By Paul Phipps & Debbie Curtis
When GDPR came in to force in May 2018, we were rather hoping that a legal imperative would focus the attention of unscrupulous recruiters who send speculative CVs to prospective employers, without speaking to the candidate first, gaining right to represent and agreeing as to where they would send the CV.
Should a recruitment agency always get ‘right to represent’ from candidates and agree a list of target companies, prior to submitting the candidate’s CV?
Here at Curtis Recruitment, we say ‘yes, always’. However, it seems that our ethical view isn’t shared by all recruitment agencies, because again, this week we have come up against a situation where an agency sent a candidate’s CV to a client, without speaking to the candidate first. This is, as far as we are aware, a breach of GDPR and in any case unethical.

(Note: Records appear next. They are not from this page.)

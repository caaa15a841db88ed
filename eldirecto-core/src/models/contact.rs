use serde::{Deserialize, Serialize};
use std::fmt;

use super::{new_record_id, ContentSnapshot, Record};
use crate::collection::CollectionKind;

/// Contact details for one physical branch.
#[derive(Debug, Clone, PartialEq, Eq, Serialize, Deserialize)]
#[serde(rename_all = "camelCase")]
pub struct ContactEntry {
    pub id: String,
    pub branch_name: String,
    pub phone: String,
    #[serde(default, skip_serializing_if = "Option::is_none")]
    pub email: Option<String>,
    #[serde(default, skip_serializing_if = "Option::is_none")]
    pub whatsapp_number: Option<String>,
    #[serde(default, skip_serializing_if = "Option::is_none")]
    pub address: Option<String>,
}

impl ContactEntry {
    pub fn new(branch_name: impl Into<String>, phone: impl Into<String>) -> Self {
        Self {
            id: new_record_id(),
            branch_name: branch_name.into(),
            phone: phone.into(),
            email: None,
            whatsapp_number: None,
            address: None,
        }
    }

    pub fn with_email(mut self, email: impl Into<String>) -> Self {
        self.email = Some(email.into());
        self
    }

    pub fn with_whatsapp(mut self, number: impl Into<String>) -> Self {
        self.whatsapp_number = Some(number.into());
        self
    }

    pub fn with_address(mut self, address: impl Into<String>) -> Self {
        self.address = Some(address.into());
        self
    }
}

impl Record for ContactEntry {
    const KIND: CollectionKind = CollectionKind::Contact;

    fn id(&self) -> &str {
        &self.id
    }

    fn records(snapshot: &ContentSnapshot) -> &[Self] {
        &snapshot.contact
    }

    fn replace_all(snapshot: &mut ContentSnapshot, records: Vec<Self>) {
        snapshot.contact = records;
    }
}

impl fmt::Display for ContactEntry {
    fn fmt(&self, f: &mut fmt::Formatter<'_>) -> fmt::Result {
        writeln!(f, "{}", self.branch_name)?;
        write!(f, "  Phone:    {}", self.phone)?;
        if let Some(email) = &self.email {
            write!(f, "\n  Email:    {}", email)?;
        }
        if let Some(number) = &self.whatsapp_number {
            write!(f, "\n  WhatsApp: {}", number)?;
        }
        if let Some(address) = &self.address {
            write!(f, "\n  Address:  {}", address)?;
        }
        Ok(())
    }
}
use chrono::Utc;
use clap::{Args, Subcommand};
use eldirecto_core::mail::submit;
use eldirecto_core::throttle::format_remaining;
use eldirecto_core::{ContactError, ContactMessage, HttpGateway, SubmissionThrottle};
use std::io::{self, Write};
use std::path::{Path, PathBuf};
use std::time::Duration;

use crate::config::Config;

#[derive(Args)]
pub struct MailCommand {
    #[command(subcommand)]
    pub command: MailSubcommand,
}

#[derive(Subcommand)]
pub enum MailSubcommand {
    /// Send a message through the public contact form
    Send {
        #[arg(long)]
        name: String,

        #[arg(long, default_value = "")]
        company: String,

        #[arg(long)]
        email: String,

        #[arg(long, default_value = "")]
        phone: String,

        #[arg(long)]
        message: String,

        /// Wait out the cooldown instead of failing
        #[arg(long)]
        wait: bool,
    },
}

fn throttle_path(data_dir: &Path) -> PathBuf {
    data_dir.join("throttle.json")
}

/// Reads the saved throttle. A missing or unreadable file starts fresh.
fn load_throttle(data_dir: &Path) -> SubmissionThrottle {
    std::fs::read_to_string(throttle_path(data_dir))
        .ok()
        .and_then(|contents| serde_json::from_str(&contents).ok())
        .unwrap_or_default()
}

fn save_throttle(data_dir: &Path, throttle: &SubmissionThrottle) -> io::Result<()> {
    std::fs::create_dir_all(data_dir)?;
    let json = serde_json::to_string(throttle).map_err(io::Error::other)?;
    std::fs::write(throttle_path(data_dir), json)
}

/// Prints a countdown until `remaining` has passed.
async fn wait_out(remaining: Duration) -> io::Result<()> {
    let mut left = remaining.as_secs() + u64::from(remaining.subsec_nanos() > 0);
    let mut ticks = tokio::time::interval(Duration::from_secs(1));
    while left > 0 {
        ticks.tick().await;
        print!(
            "\rYou can send again in {}  ",
            format_remaining(&Duration::from_secs(left))
        );
        io::stdout().flush()?;
        left -= 1;
    }
    ticks.tick().await;
    println!();
    Ok(())
}

impl MailCommand {
    pub async fn run(&self, config: &Config) -> Result<(), Box<dyn std::error::Error>> {
        match &self.command {
            MailSubcommand::Send {
                name,
                company,
                email,
                phone,
                message,
                wait,
            } => {
                let data_dir = &config.data_dir.value;
                let gateway = HttpGateway::new(config.gateway_url.value.clone());
                let mut throttle = load_throttle(data_dir);
                let message = ContactMessage {
                    name: name.clone(),
                    company: company.clone(),
                    email: email.clone(),
                    phone: phone.clone(),
                    message: message.clone(),
                };

                let mut result = submit(&gateway, &mut throttle, &message, Utc::now()).await;
                if *wait {
                    if let Err(ContactError::Throttled { remaining }) = result {
                        wait_out(remaining).await?;
                        result = submit(&gateway, &mut throttle, &message, Utc::now()).await;
                    }
                }
                result?;

                save_throttle(data_dir, &throttle)?;
                println!("Message sent. Thank you, {}.", message.name.trim());
                Ok(())
            }
        }
    }
}
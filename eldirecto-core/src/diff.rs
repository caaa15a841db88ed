//! Delta computation between the confirmed and the edited copy of a collection.
//!
//! A delta is the list of records that must be written upstream: records whose
//! fields differ from the confirmed copy, plus records the confirmed copy does
//! not know. Each entry is the full edited record, never a field-level patch.
//!
//! Deletions are never inferred. A record missing from the edited copy is
//! simply not part of the delta; removing it upstream is an explicit call.

use std::collections::HashMap;

use crate::models::Record;

/// Returns the modified-or-new records of `edited` relative to `original`.
///
/// Records are matched by id. Output preserves the order of `edited`.
pub fn compute_delta<T: Record>(original: &[T], edited: &[T]) -> Vec<T> {
    let by_id: HashMap<&str, &T> = original.iter().map(|r| (r.id(), r)).collect();

    edited
        .iter()
        .filter(|record| match by_id.get(record.id()) {
            Some(confirmed) => *confirmed != *record,
            None => true,
        })
        .cloned()
        .collect()
}

/// Whether `id` is already known to the confirmed copy.
///
/// Delta records that are not known are created upstream, the rest updated.
pub fn is_known<T: Record>(original: &[T], id: &str) -> bool {
    original.iter().any(|r| r.id() == id)
}
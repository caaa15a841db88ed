use std::path::PathBuf;
use std::time::Duration;

/// Server configuration, read from `ELDIRECTO_*` environment variables.
#[derive(Debug, Clone)]
pub struct ServerConfig {
    /// Port to listen on
    pub port: u16,
    /// Directory holding content.json and outbox.jsonl
    pub data_dir: PathBuf,
    pub admin_user: String,
    /// Hex SHA-256 of the admin password. No logins succeed without it.
    pub admin_password_sha256: Option<String>,
    pub token_ttl: Duration,
    pub mail_cooldown: Duration,
}

impl ServerConfig {
    pub fn from_env() -> Self {
        Self::from_lookup(|key| std::env::var(key).ok())
    }

    /// Builds the configuration from any key lookup.
    pub fn from_lookup(lookup: impl Fn(&str) -> Option<String>) -> Self {
        let port = lookup("ELDIRECTO_PORT")
            .and_then(|p| p.parse().ok())
            .unwrap_or(8080);

        let data_dir = lookup("ELDIRECTO_DATA_DIR")
            .map(PathBuf::from)
            .unwrap_or_else(|| {
                dirs::data_dir()
                    .unwrap_or_else(|| PathBuf::from("."))
                    .join("eldirecto-server")
            });

        let admin_user = lookup("ELDIRECTO_ADMIN_USER").unwrap_or_else(|| "admin".to_string());
        let admin_password_sha256 = lookup("ELDIRECTO_ADMIN_PASSWORD_SHA256")
            .map(|h| h.trim().to_lowercase())
            .filter(|h| !h.is_empty());

        let token_ttl_minutes: u64 = lookup("ELDIRECTO_TOKEN_TTL_MINUTES")
            .and_then(|m| m.parse().ok())
            .unwrap_or(720);
        let mail_cooldown_secs: u64 = lookup("ELDIRECTO_MAIL_COOLDOWN_SECS")
            .and_then(|s| s.parse().ok())
            .unwrap_or(300);

        Self {
            port,
            data_dir,
            admin_user,
            admin_password_sha256,
            token_ttl: Duration::from_secs(token_ttl_minutes * 60),
            mail_cooldown: Duration::from_secs(mail_cooldown_secs),
        }
    }
}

How does this affect the candidate and their chances of getting the job?
In short, this doesn’t help the candidate at all. If the client feels that they are in the middle of a bun fight between recruiters, the temptation would be to say that they won’t call the candidate for interview and this is an opportunity lost for them.
We often find ourselves in this position. We have fully briefed a candidate on a role, the job spec and company details are given, and the candidate’s resume is passed to the client . The client then tells us that the CV has already been submitted for the job, yet the candidate was totally unaware of this job until our conversation and they may miss out on the opportunity to interview for this role due to agency politics getting in the way of their career.
It seems to us that there are ‘shark recruiters’ out there who are more interested in fees than the candidate’s career and the fact that they don’t speak to the candidate before sending the CV, means that they don’t get to know them and their requirements, which, in the long run, isn’t conducive to finding the right role for the candidate.
How does this situation arise?
Recruiters pay for CV database searches on job boards and a decent recruiter will call the candidate and gain right to represent, before submitting the CV for any vacancies discussed. Conversely, unscrupulous recruiters will download the CV and send it to a client giving the impression that they have spoken to and registered the candidate and discussed the role, where in fact, they haven’t.
Agencies should comply to data protection and good business models and not spam CVs, in our humble opinion, and not only does this not reflect well on recruiters, it can also be detrimental to the candidate’s job search and waste the client’s time.
How does an ethical recruiter deal with unscrupulous recruiters sending CVs without a candidate’s consent?
There have been occasions when we have offered to walk away in favour of the candidate and client getting what they want. A good analogy for this is the story from the Hebrew Bible of the Judgement of Solomon.
In the story, two women both claim to be the mother of a baby and King Solomon suggests that the baby be cut in half and the women have half each. He was able to ascertain who was the true mother because the real mother would rather the baby go to the rival than be cut it in half, whereas the would-be baby thief was quite happy with the proposal.
Recruitment is hard enough and having an unlevel playing field makes our job more difficult and very frustrating. This not only affects us as recruiters but can also prove detrimental to candidates and clients.
We welcome your thoughts and comments: are we the only recruitment agency that feels strongly on this matter?